On Mar 13, 2012 2:41 PM, "Canek Peláez Valdés" <can...@gmail.com> wrote:
>
> On Tue, Mar 13, 2012 at 1:31 AM, Pandu Poluan <pa...@poluan.info> wrote:
> >
> > On Mar 13, 2012 2:19 PM, "Alan McKinnon" <alan.mckin...@gmail.com>
wrote:
> >>
> >> On Tue, 13 Mar 2012 11:54:58 +0700
> >> Pandu Poluan <pa...@poluan.info> wrote:
> >>
> >> > > The idea of trying to launch udevd and initialize devices without
> >> > > the software, installed in /usr, which is required by those devices
> >> > > is a configuration that causes problems in many real-world,
> >> > > practical situations.
> >> > >
> >> > > The requirement of having /usr on the same partition as / is also a
> >> > > configuration that causes problems in many real-world, practical
> >> > > situations.
> >> > >
> >> >
> >> > I quite often read about this, and after some thinking, I have to
> >> > ask: why?
> >> >
> >>
> >> I've also thought about this and I also want to ask why?
> >>
> >> I stopped using a separate /usr on my workstations a long time ago when
> >> I realized it was pointless.
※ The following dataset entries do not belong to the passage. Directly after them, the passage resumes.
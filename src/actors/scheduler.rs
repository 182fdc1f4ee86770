//! MonitorScheduler - Fires scheduled monitoring runs on an interval
//!
//! ## Message Flow
//!
//! ```text
//! Timer tick → spawn_blocking(JobTrigger::run_scheduled) → submitted / skipped / failed
//!     ↑
//!     └─── Commands (TriggerNow, UpdateInterval, Shutdown)
//! ```
//!
//! The trigger is synchronous, so each tick runs it on the blocking pool.
//! The first tick happens one full interval after start.

use std::time::Duration;

use anyhow::{Context, Result};
use tokio::sync::{mpsc, oneshot};
use tokio::time::{Instant, Interval, MissedTickBehavior, interval_at};
use tracing::{debug, error, info, instrument, warn};

use crate::config::INTERVAL_MINUTES_LIMIT;
use crate::jobs::{JobArgs, JobTrigger, TriggerOutcome};
use crate::{MonitorError, MonitorResult};

use super::messages::SchedulerCommand;

fn validate_interval(interval_minutes: u32) -> MonitorResult<Duration> {
    if (1..=INTERVAL_MINUTES_LIMIT).contains(&interval_minutes) {
        Ok(Duration::from_secs(u64::from(interval_minutes) * 60))
    } else {
        Err(MonitorError::invalid(format!(
            "interval_minutes must be between 1 and {INTERVAL_MINUTES_LIMIT}, got {interval_minutes}"
        )))
    }
}

fn tick_every(period: Duration) -> Interval {
    let mut ticker = interval_at(Instant::now() + period, period);
    ticker.set_missed_tick_behavior(MissedTickBehavior::Skip);
    ticker
}

pub struct MonitorScheduler {
    trigger: JobTrigger,

    command_rx: mpsc::Receiver<SchedulerCommand>,

    period: Duration,
}

impl MonitorScheduler {
    pub fn new(
        trigger: JobTrigger,
        command_rx: mpsc::Receiver<SchedulerCommand>,
        period: Duration,
    ) -> Self {
        Self {
            trigger,
            command_rx,
            period,
        }
    }

    #[instrument(skip(self), fields(job = %self.trigger.job_name()))]
    pub async fn run(mut self) {
        debug!("starting scheduler, interval {}s", self.period.as_secs());

        let mut ticker = tick_every(self.period);

        loop {
            tokio::select! {
                _ = ticker.tick() => {
                    match self.fire().await {
                        Ok(Some(outcome)) => debug!("scheduled run submitted as {}", outcome.task_id),
                        Ok(None) => debug!("scheduled run skipped"),
                        Err(e) => error!("scheduled run failed: {e}"),
                    }
                }

                Some(cmd) = self.command_rx.recv() => {
                    match cmd {
                        SchedulerCommand::TriggerNow { respond_to } => {
                            debug!("received TriggerNow command");
                            let result = self.fire().await;
                            let _ = respond_to.send(result);
                        }

                        SchedulerCommand::UpdateInterval { interval_minutes } => {
                            match validate_interval(interval_minutes) {
                                Ok(period) => {
                                    info!("updating interval to {interval_minutes} min");
                                    self.period = period;
                                    ticker = tick_every(period);
                                }
                                Err(e) => warn!("ignoring interval update: {e}"),
                            }
                        }

                        SchedulerCommand::Shutdown => {
                            debug!("received shutdown command");
                            break;
                        }
                    }
                }

                else => {
                    warn!("command channel closed, shutting down");
                    break;
                }
            }
        }

        debug!("scheduler stopped");
    }

    async fn fire(&self) -> MonitorResult<Option<TriggerOutcome>> {
        let trigger = self.trigger.clone();
        tokio::task::spawn_blocking(move || trigger.run_scheduled(&JobArgs::default()))
            .await
            .map_err(|e| MonitorError::Internal(format!("scheduled trigger task failed: {e}")))?
    }
}

/// Handle for controlling a MonitorScheduler
#[derive(Clone)]
pub struct SchedulerHandle {
    sender: mpsc::Sender<SchedulerCommand>,
}

impl SchedulerHandle {
    pub fn spawn(trigger: JobTrigger, interval_minutes: u32) -> MonitorResult<Self> {
        let period = validate_interval(interval_minutes)?;
        let (cmd_tx, cmd_rx) = mpsc::channel(32);

        let scheduler = MonitorScheduler::new(trigger, cmd_rx, period);
        tokio::spawn(scheduler.run());

        Ok(Self { sender: cmd_tx })
    }

    /// Fire a scheduled run immediately
    pub async fn trigger_now(&self) -> Result<Option<TriggerOutcome>> {
        let (tx, rx) = oneshot::channel();
        self.sender
            .send(SchedulerCommand::TriggerNow { respond_to: tx })
            .await
            .context("failed to send TriggerNow command")?;

        Ok(rx.await.context("failed to receive response")??)
    }

    pub async fn update_interval(&self, interval_minutes: u32) -> Result<()> {
        validate_interval(interval_minutes)?;
        self.sender
            .send(SchedulerCommand::UpdateInterval { interval_minutes })
            .await
            .context("failed to send UpdateInterval command")?;
        Ok(())
    }

    pub async fn shutdown(&self) -> Result<()> {
        self.sender
            .send(SchedulerCommand::Shutdown)
            .await
            .context("failed to send Shutdown command")?;
        Ok(())
    }
}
The days of 5M hard disks when the entire
> >> OS didn't fit on one are long gone. The days of my software going tits
> >> up at the drop of a hat requiring a minimal repair environment to fix
> >> it at boot are also long gone (my desk is littered with LiveCDs and
> >> bootable flash drives).
> >>
> >> So I can't find a single good reason why /usr *must* be separate and my
> >> workstations are the only machines that will ever have hotplug booting
> >> issues.
> >>
> >> I'm even considering changing the install standards for the company
> >> servers to dispense with separate /usr, as long as there are safeguards
> >> against clowns who don't read INSTALL files and happily
> >> accept /usr/local/<package>/var as a storage area.
> >>
> >
> > I just did some more thinking, and *maybe* the reason is to prevent
> > something under /usr (src and share comes to mind) from growing too big
and
> > messes up the root filesystem.
> >
> > Place the offenders on a separate partition, then mount them under
/usr, and
> > all should be well...
>
> The always used example is to have /usr shared as a read only NFS
> partition among several workstations. In corporate environments it is
> certainly used this way (or at least it was when I worked, and the way
> I used it in my office seven or eight years ago).
>
> Of course, for a normal desktop user, a separate /usr is basically
useless.
>

Ah, thanks for the explanation. Makes sense.